▶ [Data to examine]:
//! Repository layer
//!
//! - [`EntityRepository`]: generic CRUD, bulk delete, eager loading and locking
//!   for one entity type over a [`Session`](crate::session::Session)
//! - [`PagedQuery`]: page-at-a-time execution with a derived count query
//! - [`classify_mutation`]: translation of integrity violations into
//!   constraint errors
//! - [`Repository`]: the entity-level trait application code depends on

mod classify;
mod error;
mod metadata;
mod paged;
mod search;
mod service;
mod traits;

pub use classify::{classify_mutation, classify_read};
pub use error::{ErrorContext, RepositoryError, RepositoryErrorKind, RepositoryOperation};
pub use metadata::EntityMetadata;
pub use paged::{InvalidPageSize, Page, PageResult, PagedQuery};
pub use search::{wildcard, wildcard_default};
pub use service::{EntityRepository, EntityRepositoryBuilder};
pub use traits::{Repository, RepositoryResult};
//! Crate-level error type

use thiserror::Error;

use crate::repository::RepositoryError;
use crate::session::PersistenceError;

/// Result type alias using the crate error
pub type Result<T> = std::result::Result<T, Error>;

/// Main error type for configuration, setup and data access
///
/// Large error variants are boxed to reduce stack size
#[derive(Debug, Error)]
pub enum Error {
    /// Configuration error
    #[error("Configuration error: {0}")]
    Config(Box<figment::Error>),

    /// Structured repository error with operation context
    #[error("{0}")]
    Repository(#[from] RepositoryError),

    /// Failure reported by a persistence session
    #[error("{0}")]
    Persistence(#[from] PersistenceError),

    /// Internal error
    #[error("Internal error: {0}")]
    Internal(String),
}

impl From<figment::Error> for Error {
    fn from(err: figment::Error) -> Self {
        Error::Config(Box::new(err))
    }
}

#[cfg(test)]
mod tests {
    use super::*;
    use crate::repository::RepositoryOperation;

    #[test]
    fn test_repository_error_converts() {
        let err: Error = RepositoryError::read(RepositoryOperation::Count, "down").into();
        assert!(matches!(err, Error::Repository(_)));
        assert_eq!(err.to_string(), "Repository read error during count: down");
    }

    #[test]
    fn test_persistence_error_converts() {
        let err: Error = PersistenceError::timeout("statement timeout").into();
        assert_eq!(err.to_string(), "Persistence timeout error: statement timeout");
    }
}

==

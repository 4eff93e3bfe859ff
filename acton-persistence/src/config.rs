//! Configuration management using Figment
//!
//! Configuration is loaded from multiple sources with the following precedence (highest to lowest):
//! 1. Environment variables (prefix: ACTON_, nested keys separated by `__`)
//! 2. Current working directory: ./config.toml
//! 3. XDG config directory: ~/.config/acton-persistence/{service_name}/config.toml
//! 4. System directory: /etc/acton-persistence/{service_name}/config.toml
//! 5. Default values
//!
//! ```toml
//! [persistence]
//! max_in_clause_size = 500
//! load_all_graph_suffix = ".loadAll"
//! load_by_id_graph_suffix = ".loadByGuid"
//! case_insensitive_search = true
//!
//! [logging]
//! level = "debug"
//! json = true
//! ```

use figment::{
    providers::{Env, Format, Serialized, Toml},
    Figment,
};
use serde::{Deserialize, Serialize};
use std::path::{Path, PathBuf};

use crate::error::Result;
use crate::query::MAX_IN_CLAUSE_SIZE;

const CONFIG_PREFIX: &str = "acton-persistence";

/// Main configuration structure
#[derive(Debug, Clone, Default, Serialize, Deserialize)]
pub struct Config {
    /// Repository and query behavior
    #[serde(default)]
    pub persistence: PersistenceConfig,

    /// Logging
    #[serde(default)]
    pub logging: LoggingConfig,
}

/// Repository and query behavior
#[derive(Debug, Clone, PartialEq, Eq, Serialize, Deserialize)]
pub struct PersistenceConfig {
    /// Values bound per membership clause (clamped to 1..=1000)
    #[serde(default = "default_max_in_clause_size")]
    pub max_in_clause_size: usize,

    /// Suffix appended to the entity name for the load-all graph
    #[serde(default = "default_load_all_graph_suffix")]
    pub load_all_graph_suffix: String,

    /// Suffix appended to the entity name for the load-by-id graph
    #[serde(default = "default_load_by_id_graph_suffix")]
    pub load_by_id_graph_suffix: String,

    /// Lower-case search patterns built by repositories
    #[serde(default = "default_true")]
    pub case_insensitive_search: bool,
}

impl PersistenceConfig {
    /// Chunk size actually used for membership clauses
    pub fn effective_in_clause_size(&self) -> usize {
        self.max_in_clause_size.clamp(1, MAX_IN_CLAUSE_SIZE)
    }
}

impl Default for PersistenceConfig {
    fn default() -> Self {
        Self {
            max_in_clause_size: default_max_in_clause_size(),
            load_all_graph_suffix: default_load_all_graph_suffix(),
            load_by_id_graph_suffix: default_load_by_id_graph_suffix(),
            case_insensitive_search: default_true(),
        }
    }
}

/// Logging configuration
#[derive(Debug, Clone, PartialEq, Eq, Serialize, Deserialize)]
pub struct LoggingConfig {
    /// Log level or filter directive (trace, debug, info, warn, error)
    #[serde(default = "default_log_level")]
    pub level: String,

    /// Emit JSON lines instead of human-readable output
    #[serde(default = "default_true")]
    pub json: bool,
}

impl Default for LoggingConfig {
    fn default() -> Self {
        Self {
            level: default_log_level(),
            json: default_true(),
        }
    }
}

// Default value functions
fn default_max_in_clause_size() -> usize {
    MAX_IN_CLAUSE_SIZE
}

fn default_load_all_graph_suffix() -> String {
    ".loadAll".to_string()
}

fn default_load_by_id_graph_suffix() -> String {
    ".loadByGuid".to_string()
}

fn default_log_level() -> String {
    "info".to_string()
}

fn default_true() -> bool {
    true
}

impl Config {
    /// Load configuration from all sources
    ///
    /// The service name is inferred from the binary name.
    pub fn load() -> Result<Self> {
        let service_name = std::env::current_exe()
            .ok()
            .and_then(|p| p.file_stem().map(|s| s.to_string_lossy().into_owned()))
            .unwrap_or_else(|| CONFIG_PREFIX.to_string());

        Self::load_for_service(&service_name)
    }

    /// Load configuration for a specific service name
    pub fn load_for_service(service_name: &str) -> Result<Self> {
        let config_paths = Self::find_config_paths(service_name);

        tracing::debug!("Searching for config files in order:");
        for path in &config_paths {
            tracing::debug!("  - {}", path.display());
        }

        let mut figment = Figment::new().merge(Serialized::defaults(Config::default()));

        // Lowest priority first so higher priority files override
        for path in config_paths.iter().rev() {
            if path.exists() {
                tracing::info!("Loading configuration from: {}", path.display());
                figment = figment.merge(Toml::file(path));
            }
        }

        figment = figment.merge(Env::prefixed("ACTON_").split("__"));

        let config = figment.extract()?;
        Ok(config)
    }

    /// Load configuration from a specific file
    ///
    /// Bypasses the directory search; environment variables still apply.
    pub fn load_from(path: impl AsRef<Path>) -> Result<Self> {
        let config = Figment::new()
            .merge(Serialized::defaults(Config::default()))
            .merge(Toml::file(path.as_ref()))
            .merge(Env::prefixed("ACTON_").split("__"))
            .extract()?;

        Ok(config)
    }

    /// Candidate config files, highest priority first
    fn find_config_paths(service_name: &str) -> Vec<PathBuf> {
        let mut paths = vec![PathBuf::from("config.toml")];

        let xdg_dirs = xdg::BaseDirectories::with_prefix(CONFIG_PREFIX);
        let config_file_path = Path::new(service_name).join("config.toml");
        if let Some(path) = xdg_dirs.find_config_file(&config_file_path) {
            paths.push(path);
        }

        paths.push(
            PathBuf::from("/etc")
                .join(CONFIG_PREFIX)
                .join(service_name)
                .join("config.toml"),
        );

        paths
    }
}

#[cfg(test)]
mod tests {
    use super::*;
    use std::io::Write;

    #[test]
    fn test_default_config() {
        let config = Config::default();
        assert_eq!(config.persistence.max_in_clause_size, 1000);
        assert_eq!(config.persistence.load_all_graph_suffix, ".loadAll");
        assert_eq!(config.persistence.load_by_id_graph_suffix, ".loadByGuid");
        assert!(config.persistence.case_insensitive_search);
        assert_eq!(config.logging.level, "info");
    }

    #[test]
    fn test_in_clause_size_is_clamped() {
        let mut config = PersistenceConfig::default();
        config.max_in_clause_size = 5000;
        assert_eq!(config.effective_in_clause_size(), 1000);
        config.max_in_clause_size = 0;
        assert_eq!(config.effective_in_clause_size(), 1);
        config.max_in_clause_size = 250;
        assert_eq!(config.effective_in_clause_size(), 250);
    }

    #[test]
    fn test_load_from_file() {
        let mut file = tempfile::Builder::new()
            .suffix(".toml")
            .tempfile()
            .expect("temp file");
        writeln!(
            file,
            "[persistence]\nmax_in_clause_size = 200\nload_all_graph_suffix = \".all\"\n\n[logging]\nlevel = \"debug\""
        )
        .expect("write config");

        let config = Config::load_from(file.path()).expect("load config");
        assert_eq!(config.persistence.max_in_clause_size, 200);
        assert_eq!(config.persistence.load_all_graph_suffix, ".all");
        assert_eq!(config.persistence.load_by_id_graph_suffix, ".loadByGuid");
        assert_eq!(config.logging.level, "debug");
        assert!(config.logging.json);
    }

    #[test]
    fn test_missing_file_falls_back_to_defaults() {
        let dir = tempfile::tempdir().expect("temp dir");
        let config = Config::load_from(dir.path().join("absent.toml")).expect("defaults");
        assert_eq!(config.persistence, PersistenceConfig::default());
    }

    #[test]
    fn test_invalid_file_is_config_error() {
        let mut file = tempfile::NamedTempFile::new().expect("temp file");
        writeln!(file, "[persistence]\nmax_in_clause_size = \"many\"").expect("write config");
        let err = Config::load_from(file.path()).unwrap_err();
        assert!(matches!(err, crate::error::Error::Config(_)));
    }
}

▶ [What to produce]:
Report each line above that includes the string "loadAll".

▶ [Output]:
//! load_all_graph_suffix = ".loadAll"
    ".loadAll".to_string()
        assert_eq!(config.persistence.load_all_graph_suffix, ".loadAll");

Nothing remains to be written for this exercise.